2.2 Care and support arrangements
Clients who access care and support may be considered at risk even if they are under 70 due to underlying health conditions including anyone given the flu vaccination each year on medical grounds. Therefore social distancing measures should be applied to reduce social contact to all but essential contacts from staff and family/ friends. For family / friends it is recommended that up to two people from same household visit at a time and where possible maintain a distance of approximately two metres apart.

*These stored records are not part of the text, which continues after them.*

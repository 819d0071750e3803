// system-tests/tests/suites/compute.rs
// ============================================================================
// Module: Compute Module Tests
// Description: Provision ECR, ECS, IAM, and the bastion host.
// Purpose: Verify names, task definitions, and bastion placement.
// Dependencies: system-tests helpers, landandbay-harness
// ============================================================================

//! ## Overview
//! The compute module is applied with placeholder network, target group, and
//! secret ARNs. The bastion test inspects the running instance through EC2.

use helpers::artifacts::TestReporter;
use helpers::harness::Suite;
use helpers::harness::SuiteResult;
use helpers::harness::ensure;
use landandbay_harness::Deployment;
use landandbay_harness::Ec2Inspector;
use landandbay_harness::ModuleKind;
use landandbay_harness::TestContext;
use landandbay_harness::VarMap;
use landandbay_harness::vars;
use landandbay_harness::vars::PLACEHOLDER_PUBLIC_SUBNET_ID;
use landandbay_harness::vars::default_compute_test_vars;

use crate::helpers;

/// Instance type the bastion module provisions.
const BASTION_INSTANCE_TYPE: &str = "t4g.nano";

/// Applies the compute module with the scenario defaults plus `overrides`.
fn deploy(
    suite: &Suite,
    ctx: &TestContext,
    overrides: VarMap,
    reporter: &mut TestReporter,
) -> SuiteResult<Deployment> {
    let vars = default_compute_test_vars(ctx).merged(overrides);
    suite.deploy_module(ModuleKind::Compute, ctx, vars, reporter)
}

/// Applies the compute module and checks that a task definition was registered.
fn check_task_definition(
    suite: &Suite,
    reporter: &mut TestReporter,
    overrides: VarMap,
) -> SuiteResult<String> {
    let ctx = suite.module_context(ModuleKind::Compute)?;
    let deployment = deploy(suite, &ctx, overrides, reporter)?;
    let arn = deployment.output("ecs_task_definition_arn")?;
    ensure(arn.contains(":task-definition/"), format!("not a task definition arn: {arn}"))?;
    deployment.destroy()?;
    Ok(arn)
}

#[tokio::test(flavor = "multi_thread")]
async fn compute_module_creates_ecr_repositories() -> SuiteResult {
    let suite = Suite::load()?;
    let mut reporter = suite.reporter("compute_module_creates_ecr_repositories")?;
    if suite.skip_if_short(&mut reporter)? {
        return Ok(());
    }
    let ctx = suite.module_context(ModuleKind::Compute)?;
    let overrides = vars! {
        "health_check_path" => "/api/health/",
        "task_cpu" => 256,
        "task_memory" => 512,
        "desired_count" => 1,
    };
    let deployment = deploy(&suite, &ctx, overrides, &mut reporter)?;

    for (output, suffix) in [("api_ecr_repository_url", "api"), ("ssr_ecr_repository_url", "ssr")] {
        let url = deployment.output(output)?;
        let expected = ctx.resource_name(suffix);
        ensure(url.contains(&expected), format!("{output} {url} does not name {expected}"))?;
    }

    deployment.destroy()?;
    reporter.pass(vec!["api and ssr repositories created".to_string()])?;
    Ok(())
}

#[tokio::test(flavor = "multi_thread")]
async fn compute_module_creates_ecs_cluster() -> SuiteResult {
    let suite = Suite::load()?;
    let mut reporter = suite.reporter("compute_module_creates_ecs_cluster")?;
    if suite.skip_if_short(&mut reporter)? {
        return Ok(());
    }
    let ctx = suite.module_context(ModuleKind::Compute)?;
    let deployment = deploy(&suite, &ctx, VarMap::new(), &mut reporter)?;

    let cluster = deployment.output("ecs_cluster_name")?;
    ensure(cluster == ctx.resource_name("cluster"), format!("cluster is named {cluster}"))?;

    deployment.destroy()?;
    reporter.pass(vec![cluster])?;
    Ok(())
}

#[tokio::test(flavor = "multi_thread")]
async fn compute_module_creates_iam_roles() -> SuiteResult {
    let suite = Suite::load()?;
    let mut reporter = suite.reporter("compute_module_creates_iam_roles")?;
    if suite.skip_if_short(&mut reporter)? {
        return Ok(());
    }
    let ctx = suite.module_context(ModuleKind::Compute)?;
    let deployment = deploy(&suite, &ctx, VarMap::new(), &mut reporter)?;

    let execution = deployment.output("ecs_task_execution_role_arn")?;
    ensure(execution.contains("ecsTaskExecutionRole"), format!("execution role is {execution}"))?;
    let task = deployment.output("ecs_task_role_arn")?;
    ensure(task.contains("ecsTaskRole"), format!("task role is {task}"))?;

    deployment.destroy()?;
    reporter.pass(vec![execution, task])?;
    Ok(())
}

#[tokio::test(flavor = "multi_thread")]
async fn compute_module_registers_task_definition_without_ssr() -> SuiteResult {
    let suite = Suite::load()?;
    let mut reporter = suite.reporter("compute_module_registers_task_definition_without_ssr")?;
    if suite.skip_if_short(&mut reporter)? {
        return Ok(());
    }
    let overrides = vars! { "enable_ssr" => false, "task_cpu" => 256, "task_memory" => 512 };
    let arn = check_task_definition(&suite, &mut reporter, overrides)?;

    reporter.pass(vec![arn])?;
    Ok(())
}

#[tokio::test(flavor = "multi_thread")]
async fn compute_module_registers_task_definition_with_ssr() -> SuiteResult {
    let suite = Suite::load()?;
    let mut reporter = suite.reporter("compute_module_registers_task_definition_with_ssr")?;
    if suite.skip_if_short(&mut reporter)? {
        return Ok(());
    }
    let overrides = vars! { "enable_ssr" => true, "task_cpu" => 512, "task_memory" => 1024 };
    let arn = check_task_definition(&suite, &mut reporter, overrides)?;

    reporter.pass(vec![arn])?;
    Ok(())
}

#[tokio::test(flavor = "multi_thread")]
async fn compute_module_creates_bastion_host() -> SuiteResult {
    let suite = Suite::load()?;
    let mut reporter = suite.reporter("compute_module_creates_bastion_host")?;
    if suite.skip_if_short(&mut reporter)? {
        return Ok(());
    }
    let ctx = suite.module_context(ModuleKind::Compute)?;
    let deployment = deploy(&suite, &ctx, VarMap::new(), &mut reporter)?;

    let instance_id = deployment.output("bastion_instance_id")?;
    let instance = suite.inspector().await.describe_instance(&instance_id).await?;
    ensure(instance.is_running(), format!("bastion is {}", instance.state))?;
    ensure(
        instance.instance_type == BASTION_INSTANCE_TYPE,
        format!("bastion type is {}", instance.instance_type),
    )?;
    ensure(
        instance.subnet_id == PLACEHOLDER_PUBLIC_SUBNET_ID,
        format!("bastion is in {}", instance.subnet_id),
    )?;
    if let Some(device) = instance.block_devices.first() {
        ensure(device.volume_id.is_some(), format!("{} has no EBS volume", device.device_name))?;
    }

    deployment.destroy()?;
    reporter.pass(vec![format!("{instance_id} running in {}", instance.subnet_id)])?;
    Ok(())
}

#[tokio::test(flavor = "multi_thread")]
async fn compute_module_accepts_cpu_memory_combinations() -> SuiteResult {
    let suite = Suite::load()?;
    let mut reporter = suite.reporter("compute_module_accepts_cpu_memory_combinations")?;
    if suite.skip_if_short(&mut reporter)? {
        return Ok(());
    }
    let mut notes = Vec::new();
    for (cpu, memory) in [(256, 512), (256, 1024), (512, 1024), (1024, 2048)] {
        let overrides = vars! { "task_cpu" => cpu, "task_memory" => memory };
        let arn = check_task_definition(&suite, &mut reporter, overrides)?;
        notes.push(format!("{cpu} cpu / {memory} MiB: {arn}"));
    }

    reporter.pass(notes)?;
    Ok(())
}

Any visitors, whether staff or family/friends, should stay away if they have any respiratory symptoms. Staff and other visitors should follow hand washing advice before and after providing personal care or doing meal preparation. (See hand washing advice in Appendix 2 of HPS COVID-19: Information and Guidance for Social or Community Care & Residential Settings
2.3 Documentation of anticipatory planning
Clients at risk should have anticipatory care planning discussions conducted with the most suitable member of staff, linking in with the wider health and social care team eg in primary care where appropriate. In many cases, the staff providing social care support regularly update care plans, and may be able to start anticipatory care planning conversations. Decisions need to be documented and communicated with the GP practice so that they can be recorded in the client’s Key Information Summary (KIS), which is maintained by the GP. A shorter, simpler ACP has been adapted by Healthcare Improvement Scotland which will be available soon. Ideally this conversation should involve families and include preferences around future arrangements for care and support including preferences for end of life care.
People for whom it is appropriate should have in place other documentation and provision such as ‘Do Not Resuscitate’ or Just-in-Case Medication prescribed.
Due to frailty or complex comorbidities, it may be appropriate to place some individuals on the palliative care register within the GP practice.